• _Problem details_: Copy, from the data below, each line that has the word "matches".
▼
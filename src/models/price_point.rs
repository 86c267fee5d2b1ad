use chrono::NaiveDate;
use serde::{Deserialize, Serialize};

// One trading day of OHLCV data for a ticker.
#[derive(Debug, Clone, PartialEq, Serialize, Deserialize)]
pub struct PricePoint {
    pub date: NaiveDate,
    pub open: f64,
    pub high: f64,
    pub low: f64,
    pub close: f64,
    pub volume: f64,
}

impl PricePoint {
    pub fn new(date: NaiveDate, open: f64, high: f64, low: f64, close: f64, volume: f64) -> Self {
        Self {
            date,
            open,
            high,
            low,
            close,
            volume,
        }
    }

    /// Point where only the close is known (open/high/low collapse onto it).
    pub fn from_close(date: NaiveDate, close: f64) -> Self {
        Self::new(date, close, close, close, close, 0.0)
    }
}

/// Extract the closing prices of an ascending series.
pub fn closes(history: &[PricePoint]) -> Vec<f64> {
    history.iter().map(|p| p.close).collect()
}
▲
▼
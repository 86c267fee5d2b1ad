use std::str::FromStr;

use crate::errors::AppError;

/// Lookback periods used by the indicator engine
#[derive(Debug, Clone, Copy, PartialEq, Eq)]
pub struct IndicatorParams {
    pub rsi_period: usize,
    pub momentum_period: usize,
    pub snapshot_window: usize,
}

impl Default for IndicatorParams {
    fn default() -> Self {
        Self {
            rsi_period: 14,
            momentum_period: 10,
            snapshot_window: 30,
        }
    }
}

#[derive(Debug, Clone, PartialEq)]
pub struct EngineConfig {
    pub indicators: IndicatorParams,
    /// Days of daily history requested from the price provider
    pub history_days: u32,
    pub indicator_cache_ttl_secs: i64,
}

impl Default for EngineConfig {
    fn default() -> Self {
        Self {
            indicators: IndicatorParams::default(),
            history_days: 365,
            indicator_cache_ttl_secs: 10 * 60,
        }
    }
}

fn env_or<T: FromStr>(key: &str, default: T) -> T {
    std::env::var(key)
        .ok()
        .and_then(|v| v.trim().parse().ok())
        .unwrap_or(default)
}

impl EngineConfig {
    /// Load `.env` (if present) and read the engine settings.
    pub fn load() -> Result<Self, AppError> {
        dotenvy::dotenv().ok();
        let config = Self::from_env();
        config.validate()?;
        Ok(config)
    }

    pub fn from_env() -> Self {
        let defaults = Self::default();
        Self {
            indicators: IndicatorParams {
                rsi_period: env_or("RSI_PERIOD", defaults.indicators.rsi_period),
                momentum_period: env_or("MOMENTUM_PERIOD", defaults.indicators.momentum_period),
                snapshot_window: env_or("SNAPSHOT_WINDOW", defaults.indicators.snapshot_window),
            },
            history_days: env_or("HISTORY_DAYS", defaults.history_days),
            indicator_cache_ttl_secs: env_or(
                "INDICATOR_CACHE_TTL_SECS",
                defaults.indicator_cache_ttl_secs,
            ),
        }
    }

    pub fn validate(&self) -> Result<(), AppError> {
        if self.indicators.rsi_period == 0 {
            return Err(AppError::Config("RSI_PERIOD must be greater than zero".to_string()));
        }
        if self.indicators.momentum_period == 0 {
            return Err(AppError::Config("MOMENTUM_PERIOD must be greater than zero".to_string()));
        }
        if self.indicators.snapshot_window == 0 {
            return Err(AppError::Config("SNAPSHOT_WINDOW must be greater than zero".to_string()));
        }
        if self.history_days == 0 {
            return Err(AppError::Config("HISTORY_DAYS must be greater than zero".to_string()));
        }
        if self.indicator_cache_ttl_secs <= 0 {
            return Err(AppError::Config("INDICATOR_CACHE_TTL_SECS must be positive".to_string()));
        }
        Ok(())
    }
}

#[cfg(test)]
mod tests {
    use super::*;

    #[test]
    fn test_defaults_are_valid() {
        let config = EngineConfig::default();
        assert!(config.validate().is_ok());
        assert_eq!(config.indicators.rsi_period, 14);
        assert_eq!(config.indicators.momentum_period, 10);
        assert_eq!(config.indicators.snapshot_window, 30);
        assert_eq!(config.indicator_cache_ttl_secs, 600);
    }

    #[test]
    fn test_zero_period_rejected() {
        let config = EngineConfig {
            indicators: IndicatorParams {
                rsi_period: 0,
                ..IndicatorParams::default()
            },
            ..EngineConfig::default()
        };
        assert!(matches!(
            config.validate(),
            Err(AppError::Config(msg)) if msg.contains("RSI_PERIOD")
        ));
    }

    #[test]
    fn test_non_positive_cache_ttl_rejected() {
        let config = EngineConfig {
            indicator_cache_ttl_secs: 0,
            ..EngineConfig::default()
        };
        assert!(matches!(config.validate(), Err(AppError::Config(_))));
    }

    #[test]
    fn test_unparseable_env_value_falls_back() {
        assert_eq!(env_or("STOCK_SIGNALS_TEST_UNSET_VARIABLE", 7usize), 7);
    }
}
▲
• _Solution to the problem_:
        assert!(matches!(
        assert!(matches!(config.validate(), Err(AppError::Config(_))));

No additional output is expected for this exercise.